Insights: ADAPT Security Edge, Sydney 2023

Put Your People First – Cybersecurity is a Collective Effort

During each keynote, roundtable and meeting discussion there tended to be one commonality throughout, that is, the importance of people. Taking a humanised approach to security is absolutely fundamental and crucial – whether it’s reviewing your organisation’s existing security posture or forward planning your strategic business priorities. Therefore, when the ADAPT research and advisory team revealed their latest insights from their executive surveys, it wasn’t surprising that 44% of CISOs intended to prioritise their investment in cybersecurity awareness over the next 12 months. Given that human error is the primary cause for a security incident, this further highlights the importance of investing in cybersecurity awareness training and ensuring that your employees are equipped with the right tools to mitigate and manage any potential incident.

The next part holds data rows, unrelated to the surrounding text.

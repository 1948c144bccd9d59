// Copyright (c) 2026 Robert L. Snyder, Sierra Vista, AZ
// Licensed under the MIT License. See LICENSE file in the project root for details.

//! Sequencer core for scheduling and playing MIDI events.
//!
//! This module provides the core sequencing infrastructure:
//! - Session grid of tracks and clips
//! - Looping clips with per-event chance
//! - Deferred note-offs keyed by beat position
//! - The engine and the scheduler thread that drives it

pub mod clip;
pub mod engine;
pub mod event;
pub mod pending;
pub mod runner;
pub mod session;
pub mod track;

pub use clip::{Clip, ClipState, NoteTrigger};
pub use engine::Engine;
pub use event::SequenceEvent;
pub use pending::{PendingNoteOff, PendingNoteOffs};
pub use runner::{next_tick_deadline, CommandSender, Sequencer, SequencerConfig, SequencerEvent};
pub use session::{NoopSessionStore, Session, SessionStore, MAX_SCENES, MAX_TRACKS};
pub use track::Track;
// Copyright (c) 2026 Robert L. Snyder, Sierra Vista, AZ
// Licensed under the MIT License. See LICENSE file in the project root for details.

//! System MIDI ports through `midir`.
//!
//! Every open creates its own `midir` client, so a failed or vanished port
//! never takes the others down with it.

use std::sync::mpsc::{self, Receiver, Sender};

use anyhow::{anyhow, Result};
use midir::{Ignore, MidiInputConnection, MidiOutputConnection};
use tracing::debug;

use super::{MidiBackend, MidiInput, MidiMessage, MidiOutput};

/// Port access through the platform MIDI API.
pub struct MidirBackend {
    client_name: String,
}

impl MidirBackend {
    /// Create a backend whose ports show up under `client_name`.
    ///
    /// Fails early if the platform MIDI API cannot be initialized.
    pub fn new(client_name: impl Into<String>) -> Result<Self> {
        let client_name = client_name.into();
        midir::MidiOutput::new(&client_name)
            .map_err(|e| anyhow!("Failed to create MIDI client: {}", e))?;
        Ok(Self { client_name })
    }

    fn output_client(&self) -> Result<midir::MidiOutput> {
        midir::MidiOutput::new(&self.client_name)
            .map_err(|e| anyhow!("Failed to create MIDI output client: {}", e))
    }

    fn input_client(&self) -> Result<midir::MidiInput> {
        let mut input = midir::MidiInput::new(&self.client_name)
            .map_err(|e| anyhow!("Failed to create MIDI input client: {}", e))?;
        // We want clock and active sensing filtered, sysex too
        input.ignore(Ignore::All);
        Ok(input)
    }
}

impl MidiBackend for MidirBackend {
    fn output_names(&self) -> Result<Vec<String>> {
        let output = self.output_client()?;
        Ok(output
            .ports()
            .iter()
            .filter_map(|port| output.port_name(port).ok())
            .collect())
    }

    fn input_names(&self) -> Result<Vec<String>> {
        let input = self.input_client()?;
        Ok(input
            .ports()
            .iter()
            .filter_map(|port| input.port_name(port).ok())
            .collect())
    }

    fn open_output(&mut self, port_name: &str) -> Result<Box<dyn MidiOutput>> {
        let output = self.output_client()?;
        let port = output
            .ports()
            .into_iter()
            .find(|p| output.port_name(p).map(|n| n == port_name).unwrap_or(false))
            .ok_or_else(|| anyhow!("MIDI output '{}' not found", port_name))?;

        let connection = output
            .connect(&port, &format!("{} out", self.client_name))
            .map_err(|e| anyhow!("Failed to connect to '{}': {}", port_name, e))?;

        debug!(port = port_name, "opened MIDI output");
        Ok(Box::new(MidirOutput { connection }))
    }

    fn open_input(&mut self, port_name: &str) -> Result<Box<dyn MidiInput>> {
        let input = self.input_client()?;
        let port = input
            .ports()
            .into_iter()
            .find(|p| input.port_name(p).map(|n| n == port_name).unwrap_or(false))
            .ok_or_else(|| anyhow!("MIDI input '{}' not found", port_name))?;

        let (tx, rx): (Sender<MidiMessage>, Receiver<MidiMessage>) = mpsc::channel();

        let connection = input
            .connect(
                &port,
                &format!("{} in", self.client_name),
                move |_timestamp, data, _| {
                    if let Some(msg) = MidiMessage::parse(data) {
                        let _ = tx.send(msg);
                    }
                },
                (),
            )
            .map_err(|e| anyhow!("Failed to connect to '{}': {}", port_name, e))?;

        debug!(port = port_name, "opened MIDI input");
        Ok(Box::new(MidirInput {
            _connection: connection,
            receiver: rx,
        }))
    }
}

struct MidirOutput {
    connection: MidiOutputConnection,
}

impl MidiOutput for MidirOutput {
    fn send(&mut self, message: &[u8]) -> Result<()> {
        self.connection
            .send(message)
            .map_err(|e| anyhow!("Failed to send MIDI message: {}", e))
    }
}

struct MidirInput {
    _connection: MidiInputConnection<()>,
    receiver: Receiver<MidiMessage>,
}

impl MidiInput for MidirInput {
    fn try_recv(&self) -> Option<MidiMessage> {
        self.receiver.try_recv().ok()
    }
}

/// Print all available MIDI destinations (outputs) to stdout
pub fn print_destinations(backend: &dyn MidiBackend) -> Result<()> {
    print_ports("destinations (outputs)", &backend.output_names()?);
    Ok(())
}

/// Print all available MIDI sources (inputs) to stdout
pub fn print_sources(backend: &dyn MidiBackend) -> Result<()> {
    print_ports("sources (inputs)", &backend.input_names()?);
    Ok(())
}

fn print_ports(kind: &str, names: &[String]) {
    if names.is_empty() {
        println!("No MIDI {} found.", kind);
    } else {
        println!("Available MIDI {}:", kind);
        for (i, name) in names.iter().enumerate() {
            println!("  {}: {}", i, name);
        }
    }
}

Cyber Transformation is Imperative for Business Resilience

Thanks to COVID, we have seen a rapid shift in cloud adoption, where 10 years’ worth of cloud adoption was compressed into 10 months. Now that cloud has become mainstream, so has the number of cloud incidents that occur – with an alarming 188% YOY increase in cloud incidents in 2022.

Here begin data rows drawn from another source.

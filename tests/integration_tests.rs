// Copyright (c) 2026 Robert L. Snyder, Sierra Vista, AZ
// Licensed under the MIT License. See LICENSE file in the project root for details.

//! Integration tests for SEQD
//!
//! These tests verify that multiple components work together correctly,
//! using virtual MIDI ports in place of hardware.

use std::sync::atomic::Ordering;
use std::time::{Duration, Instant};

use rand::rngs::StdRng;
use rand::SeedableRng;
use tokio::sync::mpsc;

use seqd::remote::{ReconnectPolicy, RemoteClient, RemoteServer, ServerMessage};
use seqd::sequencer::{SequencerConfig, SequencerEvent};
use seqd::{Command, Engine, HardwareDeviceManager, MidiMessage, Sequencer, VirtualBackend};

fn engine_with(backend: &VirtualBackend, seed: u64) -> Engine {
    let mut devices = HardwareDeviceManager::new(Box::new(backend.clone()), Vec::new());
    devices.scan_available_devices();
    Engine::new(devices, 44100.0, 512).with_rng(StdRng::seed_from_u64(seed))
}

fn apply_lines(engine: &mut Engine, lines: &[&str]) {
    for line in lines {
        let command = Command::parse(line).unwrap();
        engine.apply(command).unwrap();
    }
}

/// Feed the engine consecutive quarter-beat slices up to `beats`
fn run_beats(engine: &mut Engine, beats: f64) {
    let mut start = 0.0;
    while start < beats {
        engine.process_range(start, start + 0.25);
        start += 0.25;
    }
}

fn count(messages: &[MidiMessage], pred: impl Fn(&MidiMessage) -> bool) -> usize {
    messages.iter().filter(|m| pred(m)).count()
}

/// Text commands drive a clip loop end to end
#[test]
fn test_full_playback_pipeline() {
    let backend = VirtualBackend::new().with_output("Synth");
    let mut engine = engine_with(&backend, 1);

    apply_lines(
        &mut engine,
        &[
            "/settings/new 2 4",
            "/track/setOutputHardwareDevice 0 Out1",
            "/clip/addEvent 0 0 0.0 60 100 0.5",
            "/clip/addEvent 0 0 1.0 64 90 0.5 3",
            "/clip/addEvent 0 0 3.5 67 80 1.0",
            "/scene/play 0",
        ],
    );

    // Two passes of the four-beat loop
    run_beats(&mut engine, 8.0);
    engine.flush_note_offs();

    let sent = backend.sent_messages("Synth");
    assert_eq!(count(&sent, |m| matches!(m, MidiMessage::NoteOn { .. })), 6);
    assert_eq!(count(&sent, |m| matches!(m, MidiMessage::NoteOff { .. })), 6);
    assert_eq!(sent[0], MidiMessage::note_on(0, 60, 100));
    assert!(sent.contains(&MidiMessage::note_on(2, 64, 90)));
    assert_eq!(engine.pending_note_offs(), 0);
}

/// Every note-on is matched by a note-off on the same channel and note
#[test]
fn test_note_offs_balance_across_wrap() {
    let backend = VirtualBackend::new().with_output("Synth");
    let mut engine = engine_with(&backend, 2);

    apply_lines(
        &mut engine,
        &[
            "/settings/new 1 1",
            "/track/setOutputHardwareDevice 0 Out1",
            "/clip/setLength 0 0 2.0",
            "/clip/addEvent 0 0 1.75 48 100 0.75",
            "/clip/play 0 0",
        ],
    );

    run_beats(&mut engine, 6.0);
    engine.flush_note_offs();

    let sent = backend.sent_messages("Synth");
    let ons = count(&sent, |m| *m == MidiMessage::note_on(0, 48, 100));
    let offs = count(&sent, |m| *m == MidiMessage::note_off(0, 48));
    assert_eq!(ons, 3);
    assert_eq!(ons, offs);
}

/// Chance 0 never fires; chance 1 always does
#[test]
fn test_chance_extremes() {
    let backend = VirtualBackend::new().with_output("Synth");
    let mut engine = engine_with(&backend, 3);

    apply_lines(
        &mut engine,
        &[
            "/settings/new 1 1",
            "/track/setOutputHardwareDevice 0 Out1",
            "/clip/addEvent 0 0 0.0 36 100 0.25 1 0.0",
            "/clip/addEvent 0 0 2.0 38 100 0.25 1 1.0",
            "/clip/play 0 0",
        ],
    );
    run_beats(&mut engine, 16.0);

    let sent = backend.sent_messages("Synth");
    assert_eq!(count(&sent, |m| *m == MidiMessage::note_on(0, 36, 100)), 0);
    assert_eq!(count(&sent, |m| *m == MidiMessage::note_on(0, 38, 100)), 4);
}

/// Same seed, same performance
#[test]
fn test_seeded_runs_are_deterministic() {
    let run = |seed| {
        let backend = VirtualBackend::new().with_output("Synth");
        let mut engine = engine_with(&backend, seed);
        apply_lines(
            &mut engine,
            &[
                "/settings/new 1 1",
                "/track/setOutputHardwareDevice 0 Out1",
                "/clip/addEvent 0 0 0.0 42 100 0.25 10 0.5",
                "/clip/addEvent 0 0 1.0 42 100 0.25 10 0.5",
                "/clip/play 0 0",
            ],
        );
        run_beats(&mut engine, 32.0);
        backend.sent("Synth")
    };
    assert_eq!(run(7), run(7));
}

/// Unplugging a device drops messages without stopping playback
#[test]
fn test_device_disappears_mid_playback() {
    let backend = VirtualBackend::new().with_output("Synth");
    let mut engine = engine_with(&backend, 4);

    apply_lines(
        &mut engine,
        &[
            "/settings/new 1 1",
            "/track/setOutputHardwareDevice 0 Out1",
            "/clip/addEvent 0 0 0.0 60 100 0.5",
            "/clip/play 0 0",
        ],
    );
    run_beats(&mut engine, 4.0);
    assert_eq!(backend.sent("Synth").len(), 2);

    backend.remove_port("Synth");
    engine.apply(Command::RescanDevices).unwrap();
    assert!(!engine.devices().device("Out1").unwrap().is_available());

    run_beats(&mut engine, 4.0);
    let snapshot = engine.snapshot();
    assert!(snapshot.status.dropped_messages >= 1);
    assert_eq!(
        snapshot.session.unwrap().tracks[0].output_device_name.as_deref(),
        Some("Out1")
    );

    // Plugging it back in restores output
    backend.add_output("Synth");
    backend.clear_sent();
    engine.apply(Command::RescanDevices).unwrap();
    run_beats(&mut engine, 4.0);
    assert_eq!(backend.sent("Synth")[0], vec![0x90, 60, 100]);
}

/// Rejected commands leave state untouched and are counted
#[test]
fn test_rejected_commands() {
    let backend = VirtualBackend::new().with_output("Synth");
    let mut engine = engine_with(&backend, 5);
    apply_lines(&mut engine, &["/settings/new 2 2"]);

    for command in [
        Command::PlayScene(5),
        Command::PlayClip { track: 9, clip: 0 },
        Command::NewSession { num_tracks: 100, num_scenes: 1 },
        Command::CloseDevice("Nope".to_string()),
    ] {
        engine.handle(command);
    }

    let status = engine.status();
    assert_eq!(status.commands_applied, 0);
    assert_eq!(status.commands_rejected, 4);
    let session = engine.session().unwrap();
    assert_eq!(session.num_tracks(), 2);
    assert!(session.tracks().iter().all(|t| t.playing_clip_index().is_none()));
}

/// Raising the revocation flag closes every port on the next tick
#[test]
fn test_force_close_on_revocation() {
    let backend = VirtualBackend::new().with_output("Synth").with_input("Keys");
    let mut engine = engine_with(&backend, 6);
    assert!(engine.devices().devices().iter().all(|d| d.is_open()));

    engine.devices().revocation_handle().store(true, Ordering::Release);
    engine.tick(Instant::now());
    assert!(engine.devices().devices().iter().all(|d| !d.is_open()));
}

/// Recording captures monitored input into the playing clip
#[test]
fn test_record_from_input_device() {
    let backend = VirtualBackend::new().with_output("Synth").with_input("Keys");
    let mut engine = engine_with(&backend, 7);
    apply_lines(
        &mut engine,
        &[
            "/settings/new 1 1",
            "/track/setOutputHardwareDevice 0 Out1",
            "/track/setInputMonitoring 0 on",
            "/clip/recordOnOff 0 0",
        ],
    );

    backend.inject("Keys", &[0x90, 72, 110]);
    engine.tick(Instant::now());
    backend.inject("Keys", &[0x80, 72, 0]);
    engine.tick(Instant::now());

    let clip = engine.session().unwrap().track(0).unwrap().clip(0).unwrap();
    assert_eq!(clip.event_count(), 1);
    let event = &clip.events()[0];
    assert_eq!(event.note(), 72);
    assert_eq!(event.velocity(), 110);
    assert_eq!(event.channel(), 1);

    // Monitoring echoed both messages
    assert_eq!(
        backend.sent_messages("Synth"),
        vec![MidiMessage::note_on(0, 72, 110), MidiMessage::note_off(0, 72)]
    );
}

/// Snapshot JSON carries the documented top-level sections
#[test]
fn test_snapshot_wire_format() {
    let backend = VirtualBackend::new().with_output("Synth");
    let mut engine = engine_with(&backend, 8);
    apply_lines(&mut engine, &["/settings/new 3 2", "/transport/setBpm 128"]);

    let message = ServerMessage::StateUpdate {
        data: engine.snapshot(),
    };
    let json: serde_json::Value = serde_json::to_value(&message).unwrap();
    assert_eq!(json["type"], "state_update");
    assert_eq!(json["data"]["musical_context"]["bpm"], 128.0);
    assert_eq!(json["data"]["session"]["tracks"].as_array().unwrap().len(), 3);
    assert!(json["data"]["hardware_devices"]["devices"].is_array());
}

/// Scheduler thread, TCP server and client working together
#[tokio::test(flavor = "multi_thread", worker_threads = 2)]
async fn test_remote_round_trip() {
    let backend = VirtualBackend::new().with_output("Synth");
    let engine = engine_with(&backend, 9);
    let mut sequencer = Sequencer::start(engine, SequencerConfig::default()).unwrap();

    let server = RemoteServer::bind(
        "127.0.0.1:0",
        sequencer.commands(),
        sequencer.subscribe_snapshots(),
        Duration::from_millis(10),
    )
    .await
    .unwrap();
    let addr = server.local_addr().unwrap();
    let (stop_tx, stop_rx) = tokio::sync::oneshot::channel::<()>();
    let server_task = tokio::spawn(server.run(async {
        let _ = stop_rx.await;
    }));

    let (events_tx, mut events) = mpsc::channel(256);
    let (commands_tx, commands_rx) = mpsc::channel(16);
    let mut client = RemoteClient::new(addr.to_string(), ReconnectPolicy::default(), events_tx);
    let client_task = tokio::spawn(async move {
        let result = client.run(commands_rx).await;
        (result, client.snapshot())
    });

    let first = tokio::time::timeout(Duration::from_secs(5), events.recv())
        .await
        .unwrap()
        .unwrap();
    assert!(matches!(first, SequencerEvent::FirstSync(_)));
    assert!(first.snapshot().session.is_none());

    commands_tx.send("/settings/new 2 3".to_string()).await.unwrap();

    let deadline = Instant::now() + Duration::from_secs(5);
    let mut new_session = None;
    while Instant::now() < deadline {
        match tokio::time::timeout(Duration::from_millis(200), events.recv()).await {
            Ok(Some(SequencerEvent::NewSession(snapshot))) => {
                new_session = Some(snapshot);
                break;
            }
            Ok(Some(_)) | Err(_) => continue,
            Ok(None) => break,
        }
    }
    let snapshot = new_session.unwrap();
    assert_eq!(snapshot.session.as_ref().unwrap().num_tracks, 2);

    drop(commands_tx);
    let (result, latest) = client_task.await.unwrap();
    assert!(result.is_ok());
    assert!(latest.is_some());

    let _ = stop_tx.send(());
    server_task.await.unwrap().unwrap();
    assert!(tokio::task::spawn_blocking(move || sequencer.stop())
        .await
        .unwrap());
}

/// Malformed command lines get an error reply, not a disconnect
#[tokio::test(flavor = "multi_thread", worker_threads = 2)]
async fn test_remote_error_reply() {
    use tokio::io::{AsyncBufReadExt, AsyncWriteExt, BufReader};

    let backend = VirtualBackend::new();
    let mut sequencer = Sequencer::start(engine_with(&backend, 10), SequencerConfig::default())
        .unwrap();
    let server = RemoteServer::bind(
        "127.0.0.1:0",
        sequencer.commands(),
        sequencer.subscribe_snapshots(),
        Duration::from_millis(10),
    )
    .await
    .unwrap();
    let addr = server.local_addr().unwrap();
    let (stop_tx, stop_rx) = tokio::sync::oneshot::channel::<()>();
    let server_task = tokio::spawn(server.run(async {
        let _ = stop_rx.await;
    }));

    let stream = tokio::net::TcpStream::connect(addr).await.unwrap();
    let (reader, mut writer) = stream.into_split();
    let mut lines = BufReader::new(reader).lines();

    let first = lines.next_line().await.unwrap().unwrap();
    let first: ServerMessage = serde_json::from_str(&first).unwrap();
    assert!(matches!(first, ServerMessage::StateUpdate { .. }));

    writer.write_all(b"/no/such/thing 1\n").await.unwrap();

    let reply = tokio::time::timeout(Duration::from_secs(5), async {
        loop {
            let line = lines.next_line().await.unwrap().unwrap();
            if let Ok(ServerMessage::Error { message }) = serde_json::from_str(&line) {
                return message;
            }
        }
    })
    .await
    .unwrap();
    assert!(reply.contains("/no/such/thing"));

    drop(writer);
    let _ = stop_tx.send(());
    server_task.await.unwrap().unwrap();
    assert!(tokio::task::spawn_blocking(move || sequencer.stop())
        .await
        .unwrap());
}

With attackers now having a wider surface to attack, Cyber Transformation is a top priority for every organisation in the urgent effort to enable new ways of working whilst protecting themselves against ever-increasing threats.

So how do go about driving your own Cyber Transformation and Infrastructure Modernisation?

• A simple architecture is best: the hardest step is often getting started but don’t wait for a contract renewal or even worse, a security breach – take a proactive approach to reviewing your existing architecture and security.
• Adopt the Zero Trust Principles: never trust, always verify. Rather than assuming your IT environment is safe it’s best to adopt a Zero Trust model and assume breaches and verify each request as though it originates from an open network.
• User Centric Experience: a silo of tools will result in a silo of teams, therefore when creating cyber transformation and infrastructure modernisation keep the end user experience at the forefront of your design.

Embrace the New Expectations of Cyber Resilient Operations

With the hindsight of the past 12 months security professionals have the golden opportunity to rebuild their resiliency and security strategy with renewed vigour and clarity but where do you go from there?

It is suggested that in order to move forward and adopt new normal cyber security resilience in your business the following measures should be taken:

• Resiliency and isolation of your data and immutable storage: with the average cost of a data breach costing $4.25 million ¹ and the average number of days to identify and contain a breach being 287 days ², begin by internally reviewing your existing data and storage. Look at how your organisation is collecting and treating data, question whether you really need the data and take a reconnaissance to clean up your network and give out as little information as possible to help eliminate potential attacks.
• Shrink your stack: with 50% of enterprises agreeing that they need to retain partners to help them with their multicloud resiliency processes, where possible it is important to consolidate your technology stack, keeping your operations automated and streamlined. ³
• Cyber hygiene: given that 57% of organisations cannot easily identify why they have security issues ⁴, following precautionary cyber hygiene measures is fundamental. As per the first point, ‘Put your people first – it’s a collective effort’, Cyber hygiene isn’t just the responsibility of IT, it is a shared responsibility that all departments and users must prioritise.

How to Manage Risk in a Hyperautomated World & Build a Resilient Risk Culture

Given a cyber incident is reported every 7 minutes (and that’s just reported incidents), there’s no getting around the fact that we are living in a hyperautomated world and that the need for organisations to change, digitise and adapt quickly is crucial. So how can executives manage risks and build a resilient risk culture within their organisation?

• Ensure alignment between your cyber and business strategy: an effective cyber strategy is one that is accessible, simple and flexible but also aligns with your organisation’s strategic priorities.
• Adopt a people first mentality: as per the first point raised, your people are the backbone of your business and therefore your security design and strategy should be human centred. It is said that by 2025, 40% of cybersecurity programs will deploy socio-behavioural principles (such as nudge techniques) to influence security culture across the organisation, up from less than 5% in 2021 – highlighting how important it is to shift your people away from security awareness and to focus on improving behaviour and culture.
• Governance is essential: remember it’s not about control, it’s about transparency and visibility of your IT environment. A lack of governance will result in no accountability and cost control, it will put your organisation’s IP at risk and has the potential to jeopardise any regulatory/compliances that your organisation has in place.